Start of Dataset excerpts

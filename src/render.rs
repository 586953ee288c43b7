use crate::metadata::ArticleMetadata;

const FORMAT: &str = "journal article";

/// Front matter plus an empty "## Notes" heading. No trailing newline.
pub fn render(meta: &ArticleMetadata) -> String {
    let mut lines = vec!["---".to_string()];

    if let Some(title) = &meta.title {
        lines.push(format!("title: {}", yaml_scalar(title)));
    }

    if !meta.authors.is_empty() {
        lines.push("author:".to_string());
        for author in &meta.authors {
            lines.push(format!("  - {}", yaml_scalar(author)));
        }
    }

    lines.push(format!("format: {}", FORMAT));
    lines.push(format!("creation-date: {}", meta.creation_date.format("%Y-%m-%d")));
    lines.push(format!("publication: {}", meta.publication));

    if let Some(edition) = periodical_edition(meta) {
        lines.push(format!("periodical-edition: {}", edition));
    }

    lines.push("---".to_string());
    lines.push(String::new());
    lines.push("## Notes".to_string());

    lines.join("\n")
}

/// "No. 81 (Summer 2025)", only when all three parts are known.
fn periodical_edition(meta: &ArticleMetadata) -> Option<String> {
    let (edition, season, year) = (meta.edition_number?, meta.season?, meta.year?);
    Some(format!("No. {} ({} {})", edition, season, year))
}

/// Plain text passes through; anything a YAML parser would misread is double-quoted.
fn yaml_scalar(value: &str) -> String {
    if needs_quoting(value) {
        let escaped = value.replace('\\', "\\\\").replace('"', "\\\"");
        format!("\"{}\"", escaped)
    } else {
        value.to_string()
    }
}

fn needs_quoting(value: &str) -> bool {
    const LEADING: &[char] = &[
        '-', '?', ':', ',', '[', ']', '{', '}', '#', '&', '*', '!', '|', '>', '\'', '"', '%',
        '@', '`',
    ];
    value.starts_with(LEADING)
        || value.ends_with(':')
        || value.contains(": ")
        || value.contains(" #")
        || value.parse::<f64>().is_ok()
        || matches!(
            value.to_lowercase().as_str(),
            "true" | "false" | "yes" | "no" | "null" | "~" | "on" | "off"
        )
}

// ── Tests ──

End of Dataset excerpts

The total of lines in the data that contain "LEADING" is all you should give.

2